Entries taken from a collection:
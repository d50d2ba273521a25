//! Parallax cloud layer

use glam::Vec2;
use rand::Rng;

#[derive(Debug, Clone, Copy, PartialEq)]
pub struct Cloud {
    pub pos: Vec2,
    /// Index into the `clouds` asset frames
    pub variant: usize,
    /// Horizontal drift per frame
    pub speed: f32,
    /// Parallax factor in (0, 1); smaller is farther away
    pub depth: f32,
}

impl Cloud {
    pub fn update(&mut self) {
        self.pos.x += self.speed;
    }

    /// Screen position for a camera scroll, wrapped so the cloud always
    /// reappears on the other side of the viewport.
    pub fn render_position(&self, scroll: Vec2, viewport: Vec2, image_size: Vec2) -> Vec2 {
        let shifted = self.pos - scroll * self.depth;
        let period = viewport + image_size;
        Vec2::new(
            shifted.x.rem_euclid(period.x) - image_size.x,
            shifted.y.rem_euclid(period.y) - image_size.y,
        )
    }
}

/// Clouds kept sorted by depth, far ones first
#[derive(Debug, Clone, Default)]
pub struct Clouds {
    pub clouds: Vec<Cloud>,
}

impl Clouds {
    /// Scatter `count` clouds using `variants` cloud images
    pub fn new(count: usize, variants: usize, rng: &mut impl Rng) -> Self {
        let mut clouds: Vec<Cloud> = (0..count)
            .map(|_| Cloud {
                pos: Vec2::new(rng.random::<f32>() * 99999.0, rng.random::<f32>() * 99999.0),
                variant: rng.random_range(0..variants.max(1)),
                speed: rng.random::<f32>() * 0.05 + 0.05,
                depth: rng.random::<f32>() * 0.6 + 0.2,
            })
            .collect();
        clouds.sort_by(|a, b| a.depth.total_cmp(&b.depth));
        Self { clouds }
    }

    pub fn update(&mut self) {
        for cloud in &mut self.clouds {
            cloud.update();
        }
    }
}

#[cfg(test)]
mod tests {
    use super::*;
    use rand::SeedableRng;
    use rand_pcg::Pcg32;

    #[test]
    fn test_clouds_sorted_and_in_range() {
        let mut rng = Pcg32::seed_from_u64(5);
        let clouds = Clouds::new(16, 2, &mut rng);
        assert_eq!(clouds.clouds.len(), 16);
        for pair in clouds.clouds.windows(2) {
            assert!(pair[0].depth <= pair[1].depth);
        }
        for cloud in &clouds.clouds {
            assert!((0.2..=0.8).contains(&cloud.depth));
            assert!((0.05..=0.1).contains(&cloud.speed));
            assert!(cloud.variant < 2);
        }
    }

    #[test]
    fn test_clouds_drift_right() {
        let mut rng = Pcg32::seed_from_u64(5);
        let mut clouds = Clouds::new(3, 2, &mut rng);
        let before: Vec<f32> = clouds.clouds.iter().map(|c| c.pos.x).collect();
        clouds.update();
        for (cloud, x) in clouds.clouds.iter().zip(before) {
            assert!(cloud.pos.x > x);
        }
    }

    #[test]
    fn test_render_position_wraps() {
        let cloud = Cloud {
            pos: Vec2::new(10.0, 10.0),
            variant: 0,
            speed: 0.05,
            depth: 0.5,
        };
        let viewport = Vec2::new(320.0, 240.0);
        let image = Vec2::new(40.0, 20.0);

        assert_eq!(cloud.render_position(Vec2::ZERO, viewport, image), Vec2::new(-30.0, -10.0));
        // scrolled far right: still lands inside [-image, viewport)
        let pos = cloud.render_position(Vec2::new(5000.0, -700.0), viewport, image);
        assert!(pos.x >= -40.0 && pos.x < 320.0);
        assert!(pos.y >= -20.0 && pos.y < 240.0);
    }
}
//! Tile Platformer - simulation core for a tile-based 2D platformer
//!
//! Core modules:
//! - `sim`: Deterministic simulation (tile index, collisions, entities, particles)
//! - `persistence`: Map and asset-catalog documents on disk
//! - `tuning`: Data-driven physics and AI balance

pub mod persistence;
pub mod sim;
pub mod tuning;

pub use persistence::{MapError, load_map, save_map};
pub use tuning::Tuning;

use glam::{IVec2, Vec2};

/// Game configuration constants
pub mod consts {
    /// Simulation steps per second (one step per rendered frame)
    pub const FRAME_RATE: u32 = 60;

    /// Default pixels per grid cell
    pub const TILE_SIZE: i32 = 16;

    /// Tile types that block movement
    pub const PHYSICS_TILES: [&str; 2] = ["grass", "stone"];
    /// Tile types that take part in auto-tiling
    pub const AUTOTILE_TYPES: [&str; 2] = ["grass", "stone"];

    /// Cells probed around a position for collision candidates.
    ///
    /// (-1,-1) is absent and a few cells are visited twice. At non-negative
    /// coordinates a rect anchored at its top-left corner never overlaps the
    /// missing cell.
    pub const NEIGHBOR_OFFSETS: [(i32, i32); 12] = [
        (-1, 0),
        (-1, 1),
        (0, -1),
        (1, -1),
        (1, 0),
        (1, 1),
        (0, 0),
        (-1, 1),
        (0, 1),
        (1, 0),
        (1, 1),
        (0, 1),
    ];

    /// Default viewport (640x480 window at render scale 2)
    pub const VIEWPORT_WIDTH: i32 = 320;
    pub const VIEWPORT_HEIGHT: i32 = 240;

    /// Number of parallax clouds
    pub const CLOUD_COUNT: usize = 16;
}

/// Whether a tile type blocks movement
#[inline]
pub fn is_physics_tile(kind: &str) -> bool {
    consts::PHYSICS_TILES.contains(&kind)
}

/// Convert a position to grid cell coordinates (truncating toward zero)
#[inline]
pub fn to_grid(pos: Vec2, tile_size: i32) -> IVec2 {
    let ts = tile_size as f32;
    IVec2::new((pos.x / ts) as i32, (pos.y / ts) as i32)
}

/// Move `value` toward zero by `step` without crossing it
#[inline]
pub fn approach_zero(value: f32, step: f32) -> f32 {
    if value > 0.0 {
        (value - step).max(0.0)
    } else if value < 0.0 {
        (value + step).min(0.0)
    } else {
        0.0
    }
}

## Work order
Line by line, transcribe the data exactly.

## Response area
repository d50d2ba273521a25
//! Parallax cloud layer

use glam::Vec2;
use rand::Rng;

#[derive(Debug, Clone, Copy, PartialEq)]
pub struct Cloud {
    pub pos: Vec2,
    /// Index into the `clouds` asset frames
    pub variant: usize,
    /// Horizontal drift per frame
    pub speed: f32,
    /// Parallax factor in (0, 1); smaller is farther away
    pub depth: f32,
}

impl Cloud {
    pub fn update(&mut self) {
        self.pos.x += self.speed;
    }

    /// Screen position for a camera scroll, wrapped so the cloud always
    /// reappears on the other side of the viewport.
    pub fn render_position(&self, scroll: Vec2, viewport: Vec2, image_size: Vec2) -> Vec2 {
        let shifted = self.pos - scroll * self.depth;
        let period = viewport + image_size;
        Vec2::new(
            shifted.x.rem_euclid(period.x) - image_size.x,
            shifted.y.rem_euclid(period.y) - image_size.y,
        )
    }
}

/// Clouds kept sorted by depth, far ones first
#[derive(Debug, Clone, Default)]
pub struct Clouds {
    pub clouds: Vec<Cloud>,
}

impl Clouds {
    /// Scatter `count` clouds using `variants` cloud images
    pub fn new(count: usize, variants: usize, rng: &mut impl Rng) -> Self {
        let mut clouds: Vec<Cloud> = (0..count)
            .map(|_| Cloud {
                pos: Vec2::new(rng.random::<f32>() * 99999.0, rng.random::<f32>() * 99999.0),
                variant: rng.random_range(0..variants.max(1)),
                speed: rng.random::<f32>() * 0.05 + 0.05,
                depth: rng.random::<f32>() * 0.6 + 0.2,
            })
            .collect();
        clouds.sort_by(|a, b| a.depth.total_cmp(&b.depth));
        Self { clouds }
    }

    pub fn update(&mut self) {
        for cloud in &mut self.clouds {
            cloud.update();
        }
    }
}

#[cfg(test)]
mod tests {
    use super::*;
    use rand::SeedableRng;
    use rand_pcg::Pcg32;

    #[test]
    fn test_clouds_sorted_and_in_range() {
        let mut rng = Pcg32::seed_from_u64(5);
        let clouds = Clouds::new(16, 2, &mut rng);
        assert_eq!(clouds.clouds.len(), 16);
        for pair in clouds.clouds.windows(2) {
            assert!(pair[0].depth <= pair[1].depth);
        }
        for cloud in &clouds.clouds {
            assert!((0.2..=0.8).contains(&cloud.depth));
            assert!((0.05..=0.1).contains(&cloud.speed));
            assert!(cloud.variant < 2);
        }
    }

    #[test]
    fn test_clouds_drift_right() {
        let mut rng = Pcg32::seed_from_u64(5);
        let mut clouds = Clouds::new(3, 2, &mut rng);
        let before: Vec<f32> = clouds.clouds.iter().map(|c| c.pos.x).collect();
        clouds.update();
        for (cloud, x) in clouds.clouds.iter().zip(before) {
            assert!(cloud.pos.x > x);
        }
    }

    #[test]
    fn test_render_position_wraps() {
        let cloud = Cloud {
            pos: Vec2::new(10.0, 10.0),
            variant: 0,
            speed: 0.05,
            depth: 0.5,
        };
        let viewport = Vec2::new(320.0, 240.0);
        let image = Vec2::new(40.0, 20.0);

        assert_eq!(cloud.render_position(Vec2::ZERO, viewport, image), Vec2::new(-30.0, -10.0));
        // scrolled far right: still lands inside [-image, viewport)
        let pos = cloud.render_position(Vec2::new(5000.0, -700.0), viewport, image);
        assert!(pos.x >= -40.0 && pos.x < 320.0);
        assert!(pos.y >= -20.0 && pos.y < 240.0);
    }
}
//! Tile Platformer - simulation core for a tile-based 2D platformer
//!
//! Core modules:
//! - `sim`: Deterministic simulation (tile index, collisions, entities, particles)
//! - `persistence`: Map and asset-catalog documents on disk
//! - `tuning`: Data-driven physics and AI balance

pub mod persistence;
pub mod sim;
pub mod tuning;

pub use persistence::{MapError, load_map, save_map};
pub use tuning::Tuning;

use glam::{IVec2, Vec2};

/// Game configuration constants
pub mod consts {
    /// Simulation steps per second (one step per rendered frame)
    pub const FRAME_RATE: u32 = 60;

    /// Default pixels per grid cell
    pub const TILE_SIZE: i32 = 16;

    /// Tile types that block movement
    pub const PHYSICS_TILES: [&str; 2] = ["grass", "stone"];
    /// Tile types that take part in auto-tiling
    pub const AUTOTILE_TYPES: [&str; 2] = ["grass", "stone"];

    /// Cells probed around a position for collision candidates.
    ///
    /// (-1,-1) is absent and a few cells are visited twice. At non-negative
    /// coordinates a rect anchored at its top-left corner never overlaps the
    /// missing cell.
    pub const NEIGHBOR_OFFSETS: [(i32, i32); 12] = [
        (-1, 0),
        (-1, 1),
        (0, -1),
        (1, -1),
        (1, 0),
        (1, 1),
        (0, 0),
        (-1, 1),
        (0, 1),
        (1, 0),
        (1, 1),
        (0, 1),
    ];

    /// Default viewport (640x480 window at render scale 2)
    pub const VIEWPORT_WIDTH: i32 = 320;
    pub const VIEWPORT_HEIGHT: i32 = 240;

    /// Number of parallax clouds
    pub const CLOUD_COUNT: usize = 16;
}

/// Whether a tile type blocks movement
#[inline]
pub fn is_physics_tile(kind: &str) -> bool {
    consts::PHYSICS_TILES.contains(&kind)
}

/// Convert a position to grid cell coordinates (truncating toward zero)
#[inline]
pub fn to_grid(pos: Vec2, tile_size: i32) -> IVec2 {
    let ts = tile_size as f32;
    IVec2::new((pos.x / ts) as i32, (pos.y / ts) as i32)
}

/// Move `value` toward zero by `step` without crossing it
#[inline]
pub fn approach_zero(value: f32, step: f32) -> f32 {
    if value > 0.0 {
        (value - step).max(0.0)
    } else if value < 0.0 {
        (value + step).min(0.0)
    } else {
        0.0
    }
}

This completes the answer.